فَاَتْبَعَ سَبَباً
فَاَتْبَعَ سَبَباً
Fiil cümlesidir. فَ atıf harfidir. اَتْبَع fetha üzere mebni mazi fiildir. Faili müstetir olup takdiri هو ’dir.
سَبَباً mef’ûlun bih olup fetha ile mansubdur.
اَتْبَعَ fiilinin ikinci mef’ûlu mahzuftur. Takdiri; أتبع سببا سببا آخر (Başka bir neden için bir nedeni takip etti) şeklindedir.
اَتْبَعَ fiili sülâsî mücerrede bir harf ilave edilerek mezid yapılan fiillerdendir. Fiil if’âl babındandır. Sülâsîsi تْبَعَ ’dır.
İf’al babı fiile, tadiye (geçişlilik) kesret, haynunet (zamanı gelmesi), sayruret, izale, zamana ve mekâna duhul, temkin (imkân sağlamak), vicdan (bir vasıf üzere bulmak) mutavaat (tef’il babının dönüşlülüğü), tariz (arz etmek, maruz bırakmak) manaları katar. Bazen de fiilin mücerret manasını ifade eder.
فَاَتْبَعَ سَبَباً
فَ atıf harfiyle önceki ayeteteki اِنَّا مَكَّنَّا لَهُ فِي الْاَرْضِ cümlesine, hükümde ortaklık nedeniyle atfedilmiştir. Cümleler arasında manen ve lafzen tenâsüp mevcuttur. Müspet mazi fiil sıygasında, faide-i haber ibtidaî kelamdır.
Mazi fiil sebata, temekkün ve istikrara işaret eder. (Hâlidî, Vakafat, s. 107)
اَتْبَعَ fiili iki mef’ûle müteaddi fiillerdendir. Mef’ûllerden biri سَبَباً diğeri ise mahzuftur.
Cümlenin takdiri فأتبع سببًا سببًا آخر [Başka bir neden için bir nedeni takip etti] veya فأتبع أمره سببًا [İşinde bir sebebi takip etti] şeklindedir.
اَتْبَعَ fiili, اِفعال babındadır. Bu bab fiile kesret, haynunet, sayruret, izale, zamana ve mekâna duhul manaları katar.

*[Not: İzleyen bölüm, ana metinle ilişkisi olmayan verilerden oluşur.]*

//! The contract: configuration, transition table and formatter bundled
//! behind a single `invoke` entry point.

use crate::builder::ContractBuilder;
use crate::config::EngineConfig;
use crate::core::LifecycleTable;
use crate::dispatch::Operation;
use crate::engine::LifecycleEngine;
use crate::error::ContractError;
use crate::history::{HistoryReader, TimestampFormatter};
use crate::ledger::Ledger;
use std::sync::Arc;
use tracing::{debug, warn};

/// Outcome of an invocation as handed back to the host.
#[derive(Clone, Debug, PartialEq, Eq)]
pub enum Response {
    /// Empty, one serialized record, or a serialized history array.
    Success(Vec<u8>),
    /// Human-readable failure.
    Error(String),
}

impl Response {
    pub fn is_success(&self) -> bool {
        matches!(self, Response::Success(_))
    }

    pub fn payload(&self) -> Option<&[u8]> {
        match self {
            Response::Success(bytes) => Some(bytes),
            Response::Error(_) => None,
        }
    }

    pub fn message(&self) -> Option<&str> {
        match self {
            Response::Success(_) => None,
            Response::Error(message) => Some(message),
        }
    }
}

impl From<Result<Vec<u8>, ContractError>> for Response {
    fn from(result: Result<Vec<u8>, ContractError>) -> Self {
        match result {
            Ok(payload) => Response::Success(payload),
            Err(e) => Response::Error(e.to_string()),
        }
    }
}

/// Vehicle lifecycle contract.
///
/// ```
/// use vlm::contract::{Contract, Response};
/// use vlm::ledger::MemoryLedger;
///
/// let contract = Contract::default();
/// let mut ledger = MemoryLedger::new();
///
/// assert!(contract.invoke(&mut ledger, "createCar", &["CH001".into()]).is_success());
/// let car = contract.invoke(&mut ledger, "getCar", &["CH001".into()]);
/// assert!(String::from_utf8_lossy(car.payload().unwrap()).contains("\"status\":\"New\""));
/// ```
#[derive(Clone)]
pub struct Contract {
    config: EngineConfig,
    table: LifecycleTable,
    formatter: Arc<dyn TimestampFormatter>,
}

impl Default for Contract {
    fn default() -> Self {
        Self::new(EngineConfig::default())
    }
}

impl Contract {
    /// Standard transition table, timestamps rendered per `config`.
    pub fn new(config: EngineConfig) -> Self {
        let formatter = Arc::new(config.timestamp_format);
        Self::from_parts(config, LifecycleTable::standard(), formatter)
    }

    pub fn builder() -> ContractBuilder {
        ContractBuilder::new()
    }

    pub(crate) fn from_parts(
        config: EngineConfig,
        table: LifecycleTable,
        formatter: Arc<dyn TimestampFormatter>,
    ) -> Self {
        Self {
            config,
            table,
            formatter,
        }
    }

    pub fn config(&self) -> &EngineConfig {
        &self.config
    }

    pub fn table(&self) -> &LifecycleTable {
        &self.table
    }

    /// Engine bound to `ledger` for one transaction.
    pub fn engine<'a, L: Ledger>(&'a self, ledger: &'a mut L) -> LifecycleEngine<'a, L> {
        LifecycleEngine::new(ledger, &self.config, &self.table)
    }

    /// History reader bound to `ledger`.
    pub fn history<'a, L: Ledger + 'a>(&'a self, ledger: &'a L) -> HistoryReader<'a, L> {
        HistoryReader::new(ledger, self.formatter.as_ref())
    }

    /// Run a resolved operation and produce its payload.
    pub fn execute<L: Ledger>(
        &self,
        ledger: &mut L,
        operation: &Operation,
    ) -> Result<Vec<u8>, ContractError> {
        debug!(
            operation = operation.name(),
            chassis_no = operation.chassis_no(),
            "executing"
        );
        match operation {
            Operation::Create { chassis_no } => {
                self.engine(ledger).create(chassis_no)?;
                Ok(Vec::new())
            }
            Operation::Transfer {
                chassis_no,
                new_owner,
            } => {
                self.engine(ledger).transfer(chassis_no, new_owner)?;
                Ok(Vec::new())
            }
            Operation::SellAndRegister {
                chassis_no,
                new_owner,
                registration_no,
                registration_expiry,
            } => {
                self.engine(ledger).sell_and_register(
                    chassis_no,
                    new_owner,
                    registration_no,
                    registration_expiry,
                )?;
                Ok(Vec::new())
            }
            Operation::Scrap { chassis_no } => {
                self.engine(ledger).scrap(chassis_no)?;
                Ok(Vec::new())
            }
            Operation::Get { chassis_no } => {
                Ok(self.engine(ledger).get(chassis_no)?.unwrap_or_default())
            }
            Operation::History { chassis_no } => self.history(&*ledger).get_history(chassis_no),
        }
    }

    /// Resolve `function` with `args` and run it.
    pub fn invoke<L: Ledger>(&self, ledger: &mut L, function: &str, args: &[String]) -> Response {
        let result =
            Operation::parse(function, args).and_then(|operation| self.execute(ledger, &operation));
        if let Err(e) = &result {
            warn!(function, error = %e, "invocation failed");
        }
        result.into()
    }
}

Daha sonra Cenab-ı Hak, “O da o vesileyi (yolu) tuttu.” buyurmuştur. Bu, “Allah ona her şeyin sebebini verdiği için o birşey dilediğinde, kendisini o dileğine ulaştıracak ve yaklaştıracak olan sebebi, yolu tutardı.” demektir. (Fahreddin er-Râzî)
السَّبَبِ kelimesi burada zamirle değil açık olarak gelmiştir. Çünkü ilk istenenden farklı bir anlam kastedildiğinde anlamların farklılığına dair bir uyarı olarak izhar etmek güzeldir. (Âşûr)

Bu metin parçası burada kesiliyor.